Archer improves quantum carbon film material and moves further towards quantum device realisation

Highlights

• Archer has improved the electron spin lifetime and sample-to-sample repeatability and uniformity for its manufacturable quantum carbon film.

• The carbon films deposited on quartz tubes exhibited spin lifetimes of 800 ns at roomtemperature, with work underway to produce these spin lifetimes on silicon or quartz chips.

• The spin lifetimes and repeatability results move Archer towards realising devices like qubits and magnetic sensors/microscopes.

• Testing has started on devices fabricated in nanoscale islands of the carbon films to begin verification of key quantum properties.

• This development builds on the work done with Queen Mary University of London to demonstrate single spin readout in prototype qubits.

• Complementary work with The École Polytechnique Fédérale de Lausanne is underway to further develop the carbon films for spin readout and in carbon nano onions.

Archer Materials Limited (“Archer”, the “Company”, “ASX: AXE”), a semiconductor company advancing the quantum technology and medical diagnostics industries, has improved the electron spin lifetime of its novel manufacturable quantum carbon film (see ASX announcement on 30 September 2024) to 800 ns (nanosecond), up from 385 ns, and the films’ reproducibility from sample-to-sample.

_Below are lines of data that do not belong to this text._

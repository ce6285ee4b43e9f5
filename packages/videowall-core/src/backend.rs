//! Playback backend: the capability interface to the local media renderer
//! process and its IPC socket.
//!
//! External collaborator by design — the actual renderer and its transport
//! live outside this crate. Modeled as a capability trait so the supervisor
//! and drift controller can be exercised against a fake in tests.

use async_trait::async_trait;

use crate::state::SessionContext;

/// Lower bound of the permissible playback speed range.
pub const MIN_PLAYBACK_SPEED: f64 = 0.97;
/// Upper bound of the permissible playback speed range.
pub const MAX_PLAYBACK_SPEED: f64 = 1.03;

/// Required operations the supervisor consumes from the local media
/// renderer. All methods are synchronous IPC calls from the renderer's
/// point of view, modeled as async here so a real implementation can use
/// non-blocking socket I/O without forcing the trait to assume otherwise.
#[async_trait]
pub trait PlaybackBackend: Send + Sync {
    /// Begins rendering the file at `ctx.local_path`, paused and ready for
    /// seek. Returns `false` on any failure to start the process or pipe.
    async fn start_sync_playback(&self, ctx: &SessionContext) -> bool;

    /// Forcibly terminates rendering.
    async fn stop_playback(&self);

    /// Absolute seek within the loop.
    async fn seek_to_phase_ms(&self, phase_ms: i64) -> bool;

    /// Pauses or resumes playback.
    async fn set_pause(&self, paused: bool) -> bool;

    /// Sets playback speed. Callers are expected to clamp to
    /// `[MIN_PLAYBACK_SPEED, MAX_PLAYBACK_SPEED]` before calling.
    async fn set_playback_speed(&self, speed: f64) -> bool;

    /// Whether the renderer process is still alive.
    async fn is_playback_alive(&self) -> bool;

    /// Current media position, if queryable.
    async fn get_playback_time_ms(&self) -> Option<f64>;

    /// The media's real duration, which may deviate from
    /// `ctx.duration_ms` by up to several hundred milliseconds.
    async fn get_playback_duration_ms(&self) -> Option<f64>;
}

#[cfg(test)]
mod tests {
    use super::*;

    #[test]
    fn speed_bounds_match_contract() {
        assert!(MIN_PLAYBACK_SPEED < 1.0 && 1.0 < MAX_PLAYBACK_SPEED);
        assert!((MAX_PLAYBACK_SPEED - MIN_PLAYBACK_SPEED - 0.06).abs() < 1e-9);
    }
}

The improved electron spin lifetimes and the sample-to sample repeatability is an important development achieved by Archer, as it moves closer to realising devices like qubits and magnetic sensors. Archer will now look to reproduce and translate these results from the manufacturable carbon film base to silicon or quartz chips and then ensure the repeatability of the results between sample chips.

Spin lifetimes of 800 ns have been demonstrated under certain synthesis conditions, although some work is required to reproduce this on silicon (or other) substrates for chips. Uniformity across a wafer (ensuring consistent electrical and optical properties) and repeatability between sample chips (variability) is critical for reproducing the chips. Both uniformity and variability have been improved significantly, with standard deviations of 25-100% down to ~7%.

Realisation of quantum devices like qubits or quantum magnetic sensors requires demonstration of key quantum effects like Coulomb blockade (see announcement on 30 October 2024) and electrically detected magnetic resonance (“EDMR”). Some of these effects have been recently demonstrated and work continues at Queen Mary University of London (“QMUL”) and The École Polytechnique Fédérale de Lausanne (“EPFL”).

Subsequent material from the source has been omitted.